◆ PROMPT
Where a line in the listing below contains the word "persistent", copy that line.

◆ GIVEN INFORMATION
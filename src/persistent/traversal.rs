//! Forward iteration and predicate search.

use std::iter::FusedIterator;

use num_bigint::BigUint;
use num_traits::Zero;
use rustc_hash::FxHashSet;
use smallvec::SmallVec;

use super::ReferenceCounter;
use super::node::{Link, Node, Tree};

/// Subtrees up to this height are never remembered by the negative cache.
const NEGATIVE_CACHE_MIN_HEIGHT: u32 = 3;

/// Iterator over the elements of a persistent sequence, front to back.
///
/// Keeps the not-yet-visited right subtrees on an explicit stack whose top
/// is always the next leaf, so each step is amortized O(1) and the stack
/// never grows beyond the tree height.
pub struct Iter<'a, T> {
    stack: SmallVec<[&'a Node<T>; 32]>,
    remaining: BigUint,
}

impl<'a, T> Iter<'a, T> {
    pub(crate) fn new(tree: &'a Tree<T>) -> Self {
        let mut iterator = Self {
            stack: SmallVec::new(),
            remaining: BigUint::zero(),
        };
        if let Some(link) = tree {
            iterator.remaining = link.count().clone();
            iterator.descend_leftmost(link);
        }
        iterator
    }

    /// Starts at `position`, which the caller has checked against the count.
    pub(crate) fn starting_at(link: &'a Link<T>, position: &BigUint) -> Self {
        let mut stack: SmallVec<[&'a Node<T>; 32]> = SmallVec::new();
        let mut node: &'a Node<T> = link;
        let mut position = position.clone();
        let remaining = link.count() - &position;
        while let Node::Branch(branch) = node {
            let left_count = branch.left.count();
            if position < *left_count {
                stack.push(&branch.right);
                node = &branch.left;
            } else {
                position -= left_count;
                node = &branch.right;
            }
        }
        stack.push(node);
        Self { stack, remaining }
    }

    fn descend_leftmost(&mut self, mut node: &'a Node<T>) {
        while let Node::Branch(branch) = node {
            self.stack.push(&branch.right);
            node = &branch.left;
        }
        self.stack.push(node);
    }
}

impl<'a, T> Iterator for Iter<'a, T> {
    type Item = &'a T;

    fn next(&mut self) -> Option<Self::Item> {
        let current = self.stack.pop()?;
        if let Some(next) = self.stack.pop() {
            self.descend_leftmost(next);
        }
        if !self.remaining.is_zero() {
            self.remaining -= 1_u32;
        }
        match current {
            Node::Leaf(value) => Some(value),
            Node::Branch(branch) => Some(&branch.value),
        }
    }

    fn size_hint(&self) -> (usize, Option<usize>) {
        let remaining = usize::try_from(&self.remaining).ok();
        (remaining.unwrap_or(usize::MAX), remaining)
    }
}

impl<T> FusedIterator for Iter<'_, T> {}

impl<T> Clone for Iter<'_, T> {
    fn clone(&self) -> Self {
        Self {
            stack: self.stack.clone(),
            remaining: self.remaining.clone(),
        }
    }
}

/// Position of the first element satisfying `predicate`.
pub(crate) fn first_of<T, P>(tree: &Tree<T>, predicate: P) -> Option<BigUint>
where
    P: Fn(&T) -> bool,
{
    let link = tree.as_ref()?;
    let mut search = Search {
        predicate,
        ruled_out: FxHashSet::default(),
    };
    search.first(link, BigUint::zero())
}

/// Position of the last element satisfying `predicate`.
pub(crate) fn last_of<T, P>(tree: &Tree<T>, predicate: P) -> Option<BigUint>
where
    P: Fn(&T) -> bool,
{
    let link = tree.as_ref()?;
    let mut search = Search {
        predicate,
        ruled_out: FxHashSet::default(),
    };
    search.last(link, BigUint::zero())
}

/// A predicate search that remembers shared subtrees known not to match.
struct Search<T, P> {
    predicate: P,
    ruled_out: FxHashSet<*const Node<T>>,
}

impl<T, P> Search<T, P>
where
    P: Fn(&T) -> bool,
{
    fn first(&mut self, link: &Link<T>, offset: BigUint) -> Option<BigUint> {
        match &**link {
            Node::Leaf(value) => (self.predicate)(value).then_some(offset),
            Node::Branch(branch) => {
                let key = ReferenceCounter::as_ptr(link);
                if self.ruled_out.contains(&key) {
                    return None;
                }
                let right_offset = &offset + branch.left.count();
                let found = self
                    .first(&branch.left, offset)
                    .or_else(|| self.first(&branch.right, right_offset));
                if found.is_none() && branch.height > NEGATIVE_CACHE_MIN_HEIGHT {
                    self.ruled_out.insert(key);
                }
                found
            }
        }
    }

    fn last(&mut self, link: &Link<T>, offset: BigUint) -> Option<BigUint> {
        match &**link {
            Node::Leaf(value) => (self.predicate)(value).then_some(offset),
            Node::Branch(branch) => {
                let key = ReferenceCounter::as_ptr(link);
                if self.ruled_out.contains(&key) {
                    return None;
                }
                let right_offset = &offset + branch.left.count();
                let found = self
                    .last(&branch.right, right_offset)
                    .or_else(|| self.last(&branch.left, offset));
                if found.is_none() && branch.height > NEGATIVE_CACHE_MIN_HEIGHT {
                    self.ruled_out.insert(key);
                }
                found
            }
        }
    }
}
//! Tree nodes and the AVL join primitives.
//!
//! A tree is either empty (`None`) or a shared [`Node`]. A node is a leaf
//! holding one value, or a branch over two non-empty subtrees that caches
//! the element count, the height and a summary value. What the summary is
//! depends on the tree: element trees keep the leftmost element (the
//! *representative*), image trees keep the monoid aggregate of the subtree.
//! The [`Summarize`] policy passed to every constructor decides which.
//!
//! [`combine`] pairs two subtrees whose heights differ by at most one and
//! panics otherwise. [`join`] accepts any two subtrees and restores balance
//! with single or double rotations, recursing into the light side until the
//! heights fit.

#[cfg(test)]
use std::fmt;
use std::sync::LazyLock;

use num_bigint::BigUint;
use num_traits::{One, Zero};

use super::ReferenceCounter;

static LEAF_COUNT: LazyLock<BigUint> = LazyLock::new(BigUint::one);
static EMPTY_COUNT: LazyLock<BigUint> = LazyLock::new(BigUint::zero);

/// A shared, immutable node.
pub(crate) type Link<T> = ReferenceCounter<Node<T>>;

/// A possibly empty tree.
pub(crate) type Tree<T> = Option<Link<T>>;

pub(crate) enum Node<T> {
    Leaf(T),
    Branch(Branch<T>),
}

pub(crate) struct Branch<T> {
    pub(crate) left: Link<T>,
    pub(crate) right: Link<T>,
    pub(crate) value: T,
    pub(crate) count: BigUint,
    pub(crate) height: u32,
}

impl<T> Node<T> {
    pub(crate) fn leaf(value: T) -> Link<T> {
        ReferenceCounter::new(Self::Leaf(value))
    }

    /// The leaf value, or the cached summary of a branch.
    pub(crate) const fn value(&self) -> &T {
        match self {
            Self::Leaf(value) => value,
            Self::Branch(branch) => &branch.value,
        }
    }

    pub(crate) fn count(&self) -> &BigUint {
        match self {
            Self::Leaf(_) => &*LEAF_COUNT,
            Self::Branch(branch) => &branch.count,
        }
    }

    pub(crate) const fn height(&self) -> u32 {
        match self {
            Self::Leaf(_) => 1,
            Self::Branch(branch) => branch.height,
        }
    }
}

/// Number of elements in a possibly empty tree.
pub(crate) fn count_of<T>(tree: &Tree<T>) -> &BigUint {
    tree.as_ref().map_or(&*EMPTY_COUNT, |link| link.count())
}

/// Returns the branch of a node known to be taller than a leaf.
pub(crate) fn branch_of<T>(link: &Link<T>) -> &Branch<T> {
    match &**link {
        Node::Branch(branch) => branch,
        Node::Leaf(_) => unreachable!("a node taller than 1 is always a branch"),
    }
}

// =============================================================================
// Summaries
// =============================================================================

/// Computes the cached value of a branch from the values of its children.
pub(crate) trait Summarize<T> {
    fn summarize(&self, left: &T, right: &T) -> T;
}

/// Summary of element trees: a branch caches its leftmost element.
pub(crate) struct Leftmost;

impl<T: Clone> Summarize<T> for Leftmost {
    #[inline]
    fn summarize(&self, left: &T, _right: &T) -> T {
        left.clone()
    }
}

// =============================================================================
// Construction
// =============================================================================

/// Builds a branch from two subtrees whose heights differ by at most one.
///
/// # Panics
///
/// Panics if the AVL balance would be violated at the new node. This is an
/// engine bug, never a usage error.
pub(crate) fn combine<T, S>(summary: &S, left: Link<T>, right: Link<T>) -> Link<T>
where
    S: Summarize<T> + ?Sized,
{
    let left_height = left.height();
    let right_height = right.height();
    assert!(
        left_height.abs_diff(right_height) <= 1,
        "avl balance violated: left height {left_height}, right height {right_height}"
    );
    let value = summary.summarize(left.value(), right.value());
    let count = left.count() + right.count();
    ReferenceCounter::new(Node::Branch(Branch {
        left,
        right,
        value,
        count,
        height: left_height.max(right_height) + 1,
    }))
}

/// Joins two subtrees of arbitrary heights into one balanced tree.
///
/// The result is `max(height(left), height(right))` or one taller.
pub(crate) fn join<T, S>(summary: &S, left: Link<T>, right: Link<T>) -> Link<T>
where
    S: Summarize<T> + ?Sized,
{
    let left_height = left.height();
    let right_height = right.height();
    if left_height.abs_diff(right_height) <= 1 {
        return combine(summary, left, right);
    }

    if left_height > right_height {
        let heavy = branch_of(&left);
        let (outer, inner) = (heavy.left.clone(), heavy.right.clone());
        if outer.height() >= inner.height() {
            // single rotation to the right
            join(summary, outer, join(summary, inner, right))
        } else {
            // double rotation left-right
            let middle = branch_of(&inner);
            let (middle_left, middle_right) = (middle.left.clone(), middle.right.clone());
            join(
                summary,
                join(summary, outer, middle_left),
                join(summary, middle_right, right),
            )
        }
    } else {
        let heavy = branch_of(&right);
        let (inner, outer) = (heavy.left.clone(), heavy.right.clone());
        if outer.height() >= inner.height() {
            // single rotation to the left
            join(summary, join(summary, left, inner), outer)
        } else {
            // double rotation right-left
            let middle = branch_of(&inner);
            let (middle_left, middle_right) = (middle.left.clone(), middle.right.clone());
            join(
                summary,
                join(summary, left, middle_left),
                join(summary, middle_right, outer),
            )
        }
    }
}

/// [`join`] lifted to possibly empty trees: an empty side yields the other.
pub(crate) fn balance<T, S>(summary: &S, left: Tree<T>, right: Tree<T>) -> Tree<T>
where
    S: Summarize<T> + ?Sized,
{
    match (left, right) {
        (None, right) => right,
        (left, None) => left,
        (Some(left), Some(right)) => Some(join(summary, left, right)),
    }
}

// =============================================================================
// Diagnostics
// =============================================================================

/// Renders the shape of a tree as `(left value right)`, `.` for empty.
#[cfg(test)]
pub(crate) fn render<T: fmt::Display>(tree: &Tree<T>) -> String {
    let mut output = String::new();
    match tree {
        None => output.push('.'),
        Some(link) => render_node(link, &mut output),
    }
    output
}

#[cfg(test)]
fn render_node<T: fmt::Display>(node: &Node<T>, output: &mut String) {
    match node {
        Node::Leaf(value) => output.push_str(&value.to_string()),
        Node::Branch(branch) => {
            output.push('(');
            render_node(&branch.left, output);
            output.push(' ');
            output.push_str(&branch.value.to_string());
            output.push(' ');
            render_node(&branch.right, output);
            output.push(')');
        }
    }
}

/// Checks balance, cached heights and cached counts of every branch.
#[cfg(test)]
pub(crate) fn is_well_formed<T>(tree: &Tree<T>) -> bool {
    fn check<T>(node: &Node<T>) -> Option<(u32, BigUint)> {
        match node {
            Node::Leaf(_) => Some((1, BigUint::one())),
            Node::Branch(branch) => {
                let (left_height, left_count) = check(&branch.left)?;
                let (right_height, right_count) = check(&branch.right)?;
                let consistent = left_height.abs_diff(right_height) <= 1
                    && branch.height == left_height.max(right_height) + 1
                    && branch.count == &left_count + &right_count;
                consistent.then(|| (branch.height, left_count + right_count))
            }
        }
    }
    tree.as_ref().is_none_or(|link| check(link).is_some())
}

/// Builds an element tree directly from nested pairs, for shape tests.
#[cfg(test)]
pub(crate) fn pair<T: Clone>(left: Link<T>, right: Link<T>) -> Link<T> {
    combine(&Leftmost, left, right)
}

◆ TASK RESPONSE
filename src/persistent/traversal.rs
/// Iterator over the elements of a persistent sequence, front to back.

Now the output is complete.